Happy Father's Day!
Equally as important as Mother's Day, in my book. Maybe because
I was lucky enough to be raised by a really exceptional man. It took
me a very long time to truly appreciate the person that he is and
everything he's taught me over the years, but I got there eventually.
Ironically, most of that knowledge came to me after Mom passed. We
bonded much more after that, and it's probably the one good thing that came
from such a horrible event. Wherever she is, I know Mom is grateful for that.
So, to the man I affectionately call Pops (aka Popsicle, or Popsa-Cola) -- I love you with
all my heart. You're my favorite person in the world, and no matter how many
times you stumble or mess up, I will always support you and love you and forgive you.

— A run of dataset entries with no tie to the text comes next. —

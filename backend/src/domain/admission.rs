//! Check-in admission rules.
//!
//! Registered users get one check-in per calendar day. Guest devices get a
//! small daily quota. Decisions are pure; the repository enforces the same
//! rules atomically when the check-in is written.

use serde::{Deserialize, Serialize};

/// Default number of guest check-ins per device per day.
pub const DEFAULT_GUEST_DAILY_LIMIT: u32 = 3;

/// Outcome of an admission check.
#[derive(Debug, Clone, Copy, PartialEq, Eq, Serialize, Deserialize)]
#[serde(tag = "outcome", rename_all = "snake_case")]
pub enum AdmissionDecision {
    /// The check-in may proceed.
    Accepted,
    /// The user already checked in today.
    Duplicate,
    /// The guest device used its daily allowance.
    QuotaExceeded {
        /// Allowance that was reached.
        limit: u32,
    },
}

/// Limits applied to incoming check-ins.
#[derive(Debug, Clone, Copy, PartialEq, Eq)]
pub struct AdmissionPolicy {
    guest_daily_limit: u32,
}

impl Default for AdmissionPolicy {
    fn default() -> Self {
        Self::new(DEFAULT_GUEST_DAILY_LIMIT)
    }
}

impl AdmissionPolicy {
    /// Build a policy with the given guest allowance.
    pub const fn new(guest_daily_limit: u32) -> Self {
        Self { guest_daily_limit }
    }

    /// Guest check-ins allowed per device per day.
    pub const fn guest_daily_limit(&self) -> u32 {
        self.guest_daily_limit
    }

    /// Decide for a registered user given whether today already has a row.
    pub const fn admit_user(&self, already_checked_in: bool) -> AdmissionDecision {
        if already_checked_in {
            AdmissionDecision::Duplicate
        } else {
            AdmissionDecision::Accepted
        }
    }

    /// Decide for a guest device given today's existing count.
    ///
    /// # Examples
    /// ```
    /// use vibecheck::domain::{AdmissionDecision, AdmissionPolicy};
    ///
    /// let policy = AdmissionPolicy::new(3);
    /// assert_eq!(policy.admit_device(2), AdmissionDecision::Accepted);
    /// assert_eq!(policy.admit_device(3), AdmissionDecision::QuotaExceeded { limit: 3 });
    /// ```
    pub const fn admit_device(&self, existing_today: u32) -> AdmissionDecision {
        if existing_today >= self.guest_daily_limit {
            AdmissionDecision::QuotaExceeded {
                limit: self.guest_daily_limit,
            }
        } else {
            AdmissionDecision::Accepted
        }
    }
}
//! Tests for the check-in service.

use std::sync::Arc;

use super::*;
use crate::domain::ports::{
    CheckInPage, FixtureStreakRepository, MockCheckInRepository, MockStreakRepository,
};
use crate::domain::{DeviceId, ErrorCode, classify_fallback};
use chrono::{DateTime, Local, TimeZone, Utc};
use rstest::{fixture, rstest};

struct FixtureClock {
    utc_now: DateTime<Utc>,
}

impl Clock for FixtureClock {
    fn local(&self) -> DateTime<Local> {
        self.utc_now.with_timezone(&Local)
    }

    fn utc(&self) -> DateTime<Utc> {
        self.utc_now
    }
}

fn fixture_now() -> DateTime<Utc> {
    Utc.with_ymd_and_hms(2026, 3, 14, 23, 30, 0)
        .single()
        .expect("valid fixture timestamp")
}

fn fixture_day() -> NaiveDate {
    fixture_now().date_naive()
}

fn make_service<C, S>(check_ins: C, streaks: S) -> CheckInService<C, S> {
    CheckInService::new(
        Arc::new(check_ins),
        Arc::new(streaks),
        MoodClassifier::fallback_only(),
        Arc::new(FixtureClock {
            utc_now: fixture_now(),
        }),
    )
}

fn stored_check_in(user_id: &UserId, day: NaiveDate, text: &str) -> CheckIn {
    CheckIn::new(
        CheckInSubject::User(user_id.clone()),
        day,
        MoodText::new(text).expect("mood text"),
        classify_fallback(text),
        fixture_now(),
    )
}

fn user_request(user_id: &UserId, text: &str) -> CheckInRequest {
    CheckInRequest {
        subject: CheckInSubject::User(user_id.clone()),
        mood_text: text.to_owned(),
    }
}

#[fixture]
fn user_id() -> UserId {
    UserId::random()
}

#[rstest]
#[case("")]
#[case("   ")]
#[tokio::test]
async fn blank_mood_text_is_rejected_before_storage(user_id: UserId, #[case] text: &str) {
    let service = make_service(MockCheckInRepository::new(), MockStreakRepository::new());

    let error = service
        .check_in(user_request(&user_id, text))
        .await
        .expect_err("blank text rejected");

    assert_eq!(error.code(), ErrorCode::InvalidRequest);
}

#[rstest]
#[tokio::test]
async fn overlong_mood_text_is_rejected(user_id: UserId) {
    let service = make_service(MockCheckInRepository::new(), MockStreakRepository::new());

    let error = service
        .check_in(user_request(&user_id, &"a".repeat(501)))
        .await
        .expect_err("long text rejected");

    assert_eq!(error.code(), ErrorCode::InvalidRequest);
}

#[rstest]
#[tokio::test]
async fn second_user_check_in_same_day_is_duplicate(user_id: UserId) {
    let existing = stored_check_in(&user_id, fixture_day(), "chill morning");
    let mut check_ins = MockCheckInRepository::new();
    check_ins
        .expect_find_for_user_on()
        .times(1)
        .return_once(move |_, _| Ok(Some(existing)));

    let service = make_service(check_ins, MockStreakRepository::new());
    let outcome = service
        .check_in(user_request(&user_id, "still chill"))
        .await
        .expect("duplicate is an outcome");

    assert_eq!(outcome, CheckInOutcome::Duplicate);
}

#[tokio::test]
async fn guest_over_quota_is_rejected() {
    let mut check_ins = MockCheckInRepository::new();
    check_ins
        .expect_count_for_device_on()
        .times(1)
        .return_once(|_, _| Ok(3));

    let service = make_service(check_ins, MockStreakRepository::new());
    let outcome = service
        .check_in(CheckInRequest {
            subject: CheckInSubject::Device(DeviceId::new("dev-1").expect("device")),
            mood_text: "hello".to_owned(),
        })
        .await
        .expect("quota is an outcome");

    assert_eq!(outcome, CheckInOutcome::QuotaExceeded { limit: 3 });
}

#[tokio::test]
async fn guest_check_ins_skip_streaks() {
    let mut check_ins = MockCheckInRepository::new();
    check_ins
        .expect_count_for_device_on()
        .times(1)
        .return_once(|_, _| Ok(1));
    check_ins
        .expect_insert_if_admitted()
        .times(1)
        .return_once(|_, _| Ok(AdmissionDecision::Accepted));

    let service = make_service(check_ins, MockStreakRepository::new());
    let outcome = service
        .check_in(CheckInRequest {
            subject: CheckInSubject::Device(DeviceId::new("dev-1").expect("device")),
            mood_text: "cozy blanket day".to_owned(),
        })
        .await
        .expect("accepted");

    let CheckInOutcome::Accepted(accepted) = outcome else {
        panic!("expected acceptance, got {outcome:?}");
    };
    assert!(accepted.streak.is_none());
    assert!(accepted.check_in.subject.user_id().is_none());
    assert_eq!(accepted.check_in.aesthetic_name, "Cozy Era");
}

#[rstest]
#[tokio::test]
async fn first_user_check_in_starts_a_streak(user_id: UserId) {
    let mut check_ins = MockCheckInRepository::new();
    check_ins
        .expect_find_for_user_on()
        .times(1)
        .return_once(|_, _| Ok(None));
    check_ins
        .expect_insert_if_admitted()
        .withf(|check_in, policy| {
            check_in.check_date == fixture_day() && policy.guest_daily_limit() == 3
        })
        .times(1)
        .return_once(|_, _| Ok(AdmissionDecision::Accepted));

    let mut streaks = MockStreakRepository::new();
    streaks
        .expect_find_by_user_id()
        .times(1)
        .return_once(|_| Ok(None));
    streaks
        .expect_save()
        .withf(|state, expected| state.current_streak == 1 && expected.is_none())
        .times(1)
        .return_once(|_, _| Ok(()));

    let service = make_service(check_ins, streaks);
    let outcome = service
        .check_in(user_request(&user_id, "so happy today"))
        .await
        .expect("accepted");

    let CheckInOutcome::Accepted(accepted) = outcome else {
        panic!("expected acceptance, got {outcome:?}");
    };
    let streak = accepted.streak.expect("user streak");
    assert_eq!(
        (streak.current_streak, streak.longest_streak, streak.total_check_ins),
        (1, 1, 1)
    );
    assert_eq!(streak.last_check_date, fixture_day());
}

#[rstest]
#[tokio::test]
async fn losing_the_insert_race_reports_duplicate(user_id: UserId) {
    let mut check_ins = MockCheckInRepository::new();
    check_ins
        .expect_find_for_user_on()
        .times(1)
        .return_once(|_, _| Ok(None));
    check_ins
        .expect_insert_if_admitted()
        .times(1)
        .return_once(|_, _| Ok(AdmissionDecision::Duplicate));

    let service = make_service(check_ins, MockStreakRepository::new());
    let outcome = service
        .check_in(user_request(&user_id, "fine"))
        .await
        .expect("duplicate outcome");

    assert_eq!(outcome, CheckInOutcome::Duplicate);
}

#[rstest]
#[tokio::test]
async fn connection_failures_map_to_service_unavailable(user_id: UserId) {
    let mut check_ins = MockCheckInRepository::new();
    check_ins
        .expect_find_for_user_on()
        .times(1)
        .return_once(|_, _| Err(CheckInRepositoryError::connection("refused")));

    let service = make_service(check_ins, MockStreakRepository::new());
    let error = service
        .check_in(user_request(&user_id, "fine"))
        .await
        .expect_err("connection error");

    assert_eq!(error.code(), ErrorCode::ServiceUnavailable);
}

#[rstest]
#[tokio::test]
async fn stale_streak_revision_is_a_conflict(user_id: UserId) {
    let previous = StreakState::first(user_id.clone(), fixture_day().pred_opt().expect("day"));
    let mut streaks = MockStreakRepository::new();
    streaks
        .expect_find_by_user_id()
        .times(1)
        .return_once(move |_| Ok(Some(previous)));
    streaks
        .expect_save()
        .withf(|state, expected| state.current_streak == 2 && *expected == Some(1))
        .times(1)
        .return_once(|_, _| Err(StreakRepositoryError::revision_mismatch(1_u32, 2_u32)));

    let service = make_service(MockCheckInRepository::new(), streaks);
    let error = service
        .update_streak(&user_id, fixture_day())
        .await
        .expect_err("conflict");

    assert_eq!(error.code(), ErrorCode::Conflict);
    let details = error.details().expect("details");
    assert_eq!(details["code"], "revision_mismatch");
}

#[rstest]
#[tokio::test]
async fn same_day_streak_update_does_not_write(user_id: UserId) {
    let counted = StreakState::first(user_id.clone(), fixture_day());
    let expected = counted.clone();
    let mut streaks = MockStreakRepository::new();
    streaks
        .expect_find_by_user_id()
        .times(1)
        .return_once(move |_| Ok(Some(counted)));
    streaks.expect_save().never();

    let service = make_service(MockCheckInRepository::new(), streaks);
    let state = service
        .update_streak(&user_id, fixture_day())
        .await
        .expect("no-op");

    assert_eq!(state, expected);
}

#[rstest]
#[tokio::test]
async fn calendar_offset_moves_the_day(user_id: UserId) {
    // 23:30 UTC is already the next day one hour east.
    let next_day = fixture_day().succ_opt().expect("day");
    let mut check_ins = MockCheckInRepository::new();
    check_ins
        .expect_find_for_user_on()
        .withf(move |_, day| *day == next_day)
        .times(1)
        .return_once(|_, _| Ok(None));

    let service = make_service(check_ins, FixtureStreakRepository)
        .with_calendar(CheckInCalendar::from_offset_minutes(60));
    let today = CheckInQuery::today(&service, &user_id)
        .await
        .expect("today lookup");

    assert!(today.is_none());
}

#[rstest]
#[tokio::test]
async fn history_clamps_the_page_size(user_id: UserId) {
    let mut check_ins = MockCheckInRepository::new();
    check_ins
        .expect_list_for_user()
        .withf(|_, limit, offset| *limit == 100 && *offset == 40)
        .times(1)
        .return_once(|_, _, _| {
            Ok(CheckInPage {
                items: Vec::new(),
                total: 41,
            })
        });

    let service = make_service(check_ins, FixtureStreakRepository);
    let page = service
        .history(HistoryRequest {
            user_id,
            limit: Some(1_000),
            offset: 40,
        })
        .await
        .expect("history");

    assert_eq!((page.limit, page.offset, page.total), (100, 40, 41));
}

#[rstest]
#[tokio::test]
async fn stats_combine_streak_and_history(user_id: UserId) {
    let day = fixture_day();
    let streak = StreakState::first(user_id.clone(), day);
    let rows = vec![
        stored_check_in(&user_id, day, "cozy blanket day"),
        stored_check_in(&user_id, day.pred_opt().expect("day"), "tea and rain"),
    ];

    let mut streaks = MockStreakRepository::new();
    streaks
        .expect_find_by_user_id()
        .times(1)
        .return_once(move |_| Ok(Some(streak)));
    let mut check_ins = MockCheckInRepository::new();
    check_ins
        .expect_all_for_user()
        .times(1)
        .return_once(move |_| Ok(rows));

    let service = make_service(check_ins, streaks);
    let stats = service.stats(&user_id).await.expect("stats");

    assert_eq!(stats.total_check_ins, 1);
    assert_eq!(stats.top_aesthetic.as_deref(), Some("Cozy Era"));
    assert!(stats.avg_vibe_score > 0.0);
}
//! Test utilities for the vibecheck crate.
//!
//! Shared by unit tests (in `src/`) and integration tests (in `tests/`).
//! Only compiled for tests or with the `test-support` feature.

use std::sync::{Mutex, MutexGuard};

use chrono::{DateTime, Local, TimeDelta, Utc};
use mockable::Clock;

/// Clock whose current instant is set by the test.
#[derive(Debug)]
pub struct MutableClock(Mutex<DateTime<Utc>>);

impl MutableClock {
    /// Start the clock at `now`.
    pub fn new(now: DateTime<Utc>) -> Self {
        Self(Mutex::new(now))
    }

    /// Move the clock forward by whole seconds.
    pub fn advance_seconds(&self, seconds: i64) {
        *self.lock_clock() += TimeDelta::seconds(seconds);
    }

    /// Move the clock forward by whole days.
    pub fn advance_days(&self, days: i64) {
        *self.lock_clock() += TimeDelta::days(days);
    }

    /// Jump to an arbitrary instant.
    pub fn set(&self, now: DateTime<Utc>) {
        *self.lock_clock() = now;
    }

    fn lock_clock(&self) -> MutexGuard<'_, DateTime<Utc>> {
        match self.0.lock() {
            Ok(guard) => guard,
            Err(_) => panic!("clock mutex"),
        }
    }
}

impl Clock for MutableClock {
    fn local(&self) -> DateTime<Local> {
        self.utc().with_timezone(&Local)
    }

    fn utc(&self) -> DateTime<Utc> {
        *self.lock_clock()
    }
}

And I blame you for my love of chocolate!
Randomly: For whatever reason, my Pops and I have a thing where we seem to just know when the other one is thinking about them. Like, if I'm sitting at work thinking that I need to talk to him about something, he'll just call me out of the blue. It's how we roll. And today is no different.
I had wanted to spend the day with him, take him out and do stuff together. Our family is so small, and his two sons live far away and can't really come visit for days like this. So when I asked him about it, he said he was going to be with his girlfriend all weekend. I said it was okay (well, I was a little upset), and treated today like a regular Sunday. But all morning, I've just felt really sad, because I always spend Father's Day with my dad. Always. ALWAYS.
So as I was typing up the post above, he calls me! He says he just dropped off his girlfriend back at her place and wanted to know if we could go to a movie and hang out. *sniff* It was just what I needed, and see? He always comes through. So I'm off to shower and get ready and to spend the day with my favorite person.